From the data below, copy exactly the lines that lie between the one holding "pub struct Summary" and the one holding "summary.archives += 1;", including both, and nothing more.

Saved data entries:
_ _ _ _ _

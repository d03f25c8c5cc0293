//! Conversion of the CSV entries of ZIP archives into container datasets.

use std::io::Write;
use std::path::{Path, PathBuf};
use std::sync::atomic::{AtomicBool, Ordering};

use log::{debug, info, warn};

use crate::archive::Archive;
use crate::config::RunConfig;
use crate::h5::{Container, ContainerError};
use crate::profile::Timings;
use crate::progress::Progress;
use crate::table::decode_table;
use crate::{Error, Result};

/// Outcome of a conversion.
#[derive(Debug, Clone, Copy, Default, PartialEq, Eq)]
pub struct Summary {
	/// Number of archives opened.
	pub archives: usize,
	/// Number of datasets written.
	pub datasets: usize,
	/// Whether the conversion stopped early on an interrupt.
	pub interrupted: bool,
}

fn write_error(path: impl Into<String>) -> impl FnOnce(ContainerError) -> Error {
	let path = path.into();
	move |source| Error::Write { path, source }
}

/// Converts the CSV entries of `archives` into datasets of the container at `outfile`.
///
/// Archives are processed one after another in the given order, each dataset named after its
/// entry. Datasets of former runs or of former archives with the same name are replaced. Once
/// `interrupt` is set, no further entry is converted but the container is still closed, keeping
/// the datasets converted so far. On errors, the container file is left as it was.
pub fn convert<W: Write>(
	outfile: &Path,
	archives: &[PathBuf],
	config: &RunConfig,
	interrupt: &AtomicBool,
	progress: &mut Progress<W>,
) -> Result<Summary> {
	let mut timings = Timings::new(config.profile);
	let mut summary = Summary::default();
	debug!("{:?}: opening output container", outfile);
	let mut container = timings
		.time("open", || Container::open(outfile))
		.map_err(write_error(outfile.display().to_string()))?;
	'archives: for path in archives {
		if interrupt.load(Ordering::SeqCst) {
			summary.interrupted = true;
			break;
		}
		debug!("{:?}: opening input ZIP archive", path);
		let mut archive = timings.time("open", || Archive::open(path))?;
		summary.archives += 1;
		let names = timings.time("scan", || archive.csv_entries())?;
		for (index, name) in names.iter().enumerate() {
			if interrupt.load(Ordering::SeqCst) {
				summary.interrupted = true;
				break 'archives;
			}
			debug!("{:?}: converting from {:?}", name, archive.path());
			let bytes = timings.time("read", || archive.read(name))?;
			let table = timings.time("decode", || decode_table(name, &bytes))?;
			timings
				.time("write", || container.write_dataset(name, &table))
				.map_err(write_error(name.as_str()))?;
			summary.datasets += 1;
			if let Err(err) = progress.report(index, names.len(), name) {
				warn!("Cannot report progress: {err}");
			}
		}
		debug!("{:?}: closing input ZIP archive", path);
	}
	if summary.interrupted {
		warn!("Interrupted, keeping {} converted dataset(s)", summary.datasets);
	}
	debug!("{:?}: closing output container", outfile);
	timings
		.time("close", || container.close())
		.map_err(write_error(outfile.display().to_string()))?;
	info!(
		"{:?}: {} dataset(s) from {} archive(s)",
		outfile, summary.datasets, summary.archives
	);
	timings.report();
	Ok(summary)
}

#[cfg(test)]
mod tests {
	use super::*;
	use ndarray::array;
	use std::fs;
	use std::io::Cursor;
	use tempfile::TempDir;
	use zip::{ZipWriter, write::SimpleFileOptions};

	fn zip(dir: &TempDir, name: &str, files: &[(&str, &str)]) -> PathBuf {
		let mut zip = ZipWriter::new(Cursor::new(Vec::new()));
		for (entry, content) in files {
			zip.start_file(*entry, SimpleFileOptions::default()).unwrap();
			zip.write_all(content.as_bytes()).unwrap();
		}
		let path = dir.path().join(name);
		fs::write(&path, zip.finish().unwrap().into_inner()).unwrap();
		path
	}

	fn run(outfile: &Path, archives: &[PathBuf], interrupt: bool) -> (Result<Summary>, String) {
		let mut progress = Progress::new(Vec::new());
		let summary = convert(
			outfile,
			archives,
			&RunConfig::default(),
			&AtomicBool::new(interrupt),
			&mut progress,
		);
		(summary, String::from_utf8(progress.into_inner()).unwrap())
	}

	#[test]
	fn converts_every_csv_entry() {
		let dir = TempDir::new().unwrap();
		let data = zip(
			&dir,
			"data.zip",
			&[("x.csv", "a,b\n1.0,2.0\n3.0,4.0\n"), ("notes.txt", "n"), ("d/y.csv", "c\n5\n")],
		);
		let out = dir.path().join("out.h5");
		let (summary, printed) = run(&out, &[data], false);
		assert_eq!(
			summary.unwrap(),
			Summary {
				archives: 1,
				datasets: 2,
				interrupted: false
			}
		);
		assert_eq!(printed, "50.0% x.csv\n100.0% d/y.csv\n");
		let container = Container::open(&out).unwrap();
		assert_eq!(container.dataset_names(), ["x.csv", "d/y.csv"]);
		assert_eq!(container.read_dataset("x.csv").unwrap(), array![[1.0, 2.0], [3.0, 4.0]]);
		assert_eq!(container.read_dataset("d/y.csv").unwrap(), array![[5.0]]);
	}

	#[test]
	fn later_archives_replace_same_names() {
		let dir = TempDir::new().unwrap();
		let first = zip(&dir, "1.zip", &[("x.csv", "a\n1\n")]);
		let second = zip(&dir, "2.zip", &[("x.csv", "a,b\n2,3\n")]);
		let out = dir.path().join("out.h5");
		let (summary, _) = run(&out, &[first, second], false);
		assert_eq!(summary.unwrap().archives, 2);
		let container = Container::open(&out).unwrap();
		assert_eq!(container.len(), 1);
		assert_eq!(container.read_dataset("x.csv").unwrap(), array![[2.0, 3.0]]);
	}

	#[test]
	fn errors_leave_container_untouched() {
		let dir = TempDir::new().unwrap();
		let good = zip(&dir, "good.zip", &[("x.csv", "a\n1\n")]);
		let bad = zip(&dir, "bad.zip", &[("y.csv", "a\n2\n"), ("bad.csv", "h\n1,2\n3\n")]);
		let out = dir.path().join("out.h5");
		run(&out, &[good], false).0.unwrap();
		let (summary, printed) = run(&out, &[bad], false);
		assert!(matches!(summary, Err(Error::Decode { entry, .. }) if entry == "bad.csv"));
		assert_eq!(printed, "50.0% y.csv\n");
		assert_eq!(Container::open(&out).unwrap().dataset_names(), ["x.csv"]);
	}

	#[test]
	fn missing_archive_names_its_path() {
		let dir = TempDir::new().unwrap();
		let missing = dir.path().join("missing.zip");
		let (summary, _) = run(&dir.path().join("out.h5"), &[missing.clone()], false);
		assert!(matches!(summary, Err(Error::ArchiveOpen { path, .. }) if path == missing));
	}

	#[test]
	fn interrupt_still_closes_container() {
		let dir = TempDir::new().unwrap();
		let data = zip(&dir, "data.zip", &[("x.csv", "a\n1\n")]);
		let out = dir.path().join("out.h5");
		let (summary, printed) = run(&out, &[data], true);
		assert_eq!(
			summary.unwrap(),
			Summary {
				archives: 0,
				datasets: 0,
				interrupted: true
			}
		);
		assert!(printed.is_empty());
		assert!(Container::open(&out).unwrap().is_empty());
	}
}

_ _ _ _ _

RESULT FOR THIS EXERCISE:
pub struct Summary {
	/// Number of archives opened.
	pub archives: usize,
	/// Number of datasets written.
	pub datasets: usize,
	/// Whether the conversion stopped early on an interrupt.
	pub interrupted: bool,
}

fn write_error(path: impl Into<String>) -> impl FnOnce(ContainerError) -> Error {
	let path = path.into();
	move |source| Error::Write { path, source }
}

/// Converts the CSV entries of `archives` into datasets of the container at `outfile`.
///
/// Archives are processed one after another in the given order, each dataset named after its
/// entry. Datasets of former runs or of former archives with the same name are replaced. Once
/// `interrupt` is set, no further entry is converted but the container is still closed, keeping
/// the datasets converted so far. On errors, the container file is left as it was.
pub fn convert<W: Write>(
	outfile: &Path,
	archives: &[PathBuf],
	config: &RunConfig,
	interrupt: &AtomicBool,
	progress: &mut Progress<W>,
) -> Result<Summary> {
	let mut timings = Timings::new(config.profile);
	let mut summary = Summary::default();
	debug!("{:?}: opening output container", outfile);
	let mut container = timings
		.time("open", || Container::open(outfile))
		.map_err(write_error(outfile.display().to_string()))?;
	'archives: for path in archives {
		if interrupt.load(Ordering::SeqCst) {
			summary.interrupted = true;
			break;
		}
		debug!("{:?}: opening input ZIP archive", path);
		let mut archive = timings.time("open", || Archive::open(path))?;
		summary.archives += 1;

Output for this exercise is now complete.